#### EXERCISE:
Whenever a line in the following entries includes "unwrap", tally it. Report nothing except the final count.

Dataset entries
-- -- --

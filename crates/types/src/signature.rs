//! Chain signature envelope.
//!
//! A signature is tagged with the algorithm that produced it. The tag is the
//! only thing the chain uses to pick a verifier, so it must always match the
//! algorithm actually used.

use serde::{Deserialize, Serialize};
use std::fmt;
use thiserror::Error;

/// Recoverable secp256k1 signature length (`r || s || v`)
pub const SECP256K1_SIGNATURE_LEN: usize = 65;

/// BLS12-381 G2 signature length
pub const BLS_SIGNATURE_LEN: usize = 96;

/// Signature envelope errors
#[derive(Debug, Error, Clone, PartialEq, Eq)]
pub enum SignatureError {
    /// Unknown signature type tag
    #[error("unknown signature type {0}")]
    UnknownType(u8),

    /// Signature bytes do not match the fixed width of their type
    #[error("invalid {sig_type} signature length: expected {expected}, got {actual}")]
    InvalidLength {
        /// Declared signature type
        sig_type: SigType,
        /// Width required by the type
        expected: usize,
        /// Width found
        actual: usize,
    },
}

/// Signature algorithm tag
#[derive(Debug, Clone, Copy, PartialEq, Eq, Hash, Serialize, Deserialize)]
#[serde(try_from = "u8", into = "u8")]
#[repr(u8)]
pub enum SigType {
    /// ECDSA over secp256k1
    Secp256k1 = 1,
    /// BLS12-381, signatures in G2
    Bls = 2,
}

impl SigType {
    /// Fixed signature width for this type
    pub const fn signature_len(self) -> usize {
        match self {
            SigType::Secp256k1 => SECP256K1_SIGNATURE_LEN,
            SigType::Bls => BLS_SIGNATURE_LEN,
        }
    }
}

impl TryFrom<u8> for SigType {
    type Error = SignatureError;

    fn try_from(value: u8) -> Result<Self, Self::Error> {
        match value {
            1 => Ok(SigType::Secp256k1),
            2 => Ok(SigType::Bls),
            other => Err(SignatureError::UnknownType(other)),
        }
    }
}

impl From<SigType> for u8 {
    fn from(sig_type: SigType) -> Self {
        sig_type as u8
    }
}

impl fmt::Display for SigType {
    fn fmt(&self, f: &mut fmt::Formatter<'_>) -> fmt::Result {
        match self {
            SigType::Secp256k1 => f.write_str("secp256k1"),
            SigType::Bls => f.write_str("bls"),
        }
    }
}

/// Tagged signature bytes
///
/// Deserialization goes through [`Signature::from_parts`], so a decoded
/// signature always has the width its tag requires.
#[derive(Clone, PartialEq, Eq, Serialize, Deserialize)]
#[serde(try_from = "UncheckedSignature")]
pub struct Signature {
    #[serde(rename = "Type")]
    sig_type: SigType,
    #[serde(rename = "Data", with = "crate::base64_bytes")]
    data: Vec<u8>,
}

impl Signature {
    /// Secp256k1 recoverable signature
    pub fn new_secp256k1(bytes: [u8; SECP256K1_SIGNATURE_LEN]) -> Self {
        Self {
            sig_type: SigType::Secp256k1,
            data: bytes.to_vec(),
        }
    }

    /// BLS signature
    pub fn new_bls(bytes: [u8; BLS_SIGNATURE_LEN]) -> Self {
        Self {
            sig_type: SigType::Bls,
            data: bytes.to_vec(),
        }
    }

    /// Build from a tag and raw bytes, checking the width
    pub fn from_parts(sig_type: SigType, data: Vec<u8>) -> Result<Self, SignatureError> {
        if data.len() != sig_type.signature_len() {
            return Err(SignatureError::InvalidLength {
                sig_type,
                expected: sig_type.signature_len(),
                actual: data.len(),
            });
        }
        Ok(Self { sig_type, data })
    }

    /// Algorithm tag
    pub fn sig_type(&self) -> SigType {
        self.sig_type
    }

    /// Raw signature bytes
    pub fn bytes(&self) -> &[u8] {
        &self.data
    }
}

/// Wire form of [`Signature`] before the width check
#[derive(Deserialize)]
struct UncheckedSignature {
    #[serde(rename = "Type")]
    sig_type: SigType,
    #[serde(rename = "Data", with = "crate::base64_bytes")]
    data: Vec<u8>,
}

impl TryFrom<UncheckedSignature> for Signature {
    type Error = SignatureError;

    fn try_from(raw: UncheckedSignature) -> Result<Self, Self::Error> {
        Signature::from_parts(raw.sig_type, raw.data)
    }
}

impl fmt::Debug for Signature {
    fn fmt(&self, f: &mut fmt::Formatter<'_>) -> fmt::Result {
        let head = &self.data[..self.data.len().min(8)];
        write!(f, "Signature({}, {})", self.sig_type, hex::encode(head))
    }
}

#[cfg(test)]
mod tests {
    use super::*;

    #[test]
    fn test_fixed_width_constructors() {
        let secp = Signature::new_secp256k1([1u8; 65]);
        assert_eq!(secp.sig_type(), SigType::Secp256k1);
        assert_eq!(secp.bytes().len(), 65);

        let bls = Signature::new_bls([2u8; 96]);
        assert_eq!(bls.sig_type(), SigType::Bls);
        assert_eq!(bls.bytes().len(), 96);
    }

    #[test]
    fn test_from_parts_checks_width() {
        assert!(Signature::from_parts(SigType::Bls, vec![0u8; 96]).is_ok());
        assert_eq!(
            Signature::from_parts(SigType::Secp256k1, vec![0u8; 64]),
            Err(SignatureError::InvalidLength {
                sig_type: SigType::Secp256k1,
                expected: 65,
                actual: 64,
            })
        );
    }

    #[test]
    fn test_lotus_json_shape() {
        let sig = Signature::new_bls([0u8; 96]);
        let value = serde_json::to_value(&sig).unwrap();
        assert_eq!(value["Type"], 2);
        assert!(value["Data"].is_string());

        let restored: Signature = serde_json::from_value(value).unwrap();
        assert_eq!(restored, sig);
    }

    #[test]
    fn test_unknown_type_rejected() {
        let json = r#"{"Type":9,"Data":""}"#;
        assert!(serde_json::from_str::<Signature>(json).is_err());
    }

    #[test]
    fn test_wrong_width_rejected_on_decode() {
        for json in [
            r#"{"Type":1,"Data":""}"#,
            r#"{"Type":2,"Data":""}"#,
            r#"{"Type":2,"Data":"AAAA"}"#,
        ] {
            assert!(serde_json::from_str::<Signature>(json).is_err(), "{json}");
        }

        // A valid secp256k1 payload under the BLS tag
        let mut value = serde_json::to_value(Signature::new_secp256k1([3u8; 65])).unwrap();
        value["Type"] = 2.into();
        assert!(serde_json::from_value::<Signature>(value).is_err());

        let mut encoded = bincode::serialize(&Signature::new_bls([4u8; 96])).unwrap();
        encoded[0] = 1;
        assert!(bincode::deserialize::<Signature>(&encoded).is_err());
    }

    #[test]
    fn test_bincode_roundtrip() {
        let sig = Signature::new_secp256k1([7u8; 65]);
        let encoded = bincode::serialize(&sig).unwrap();
        let decoded: Signature = bincode::deserialize(&encoded).unwrap();
        assert_eq!(decoded, sig);
    }
}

-- -- --

#### TASK RESPONSE:
6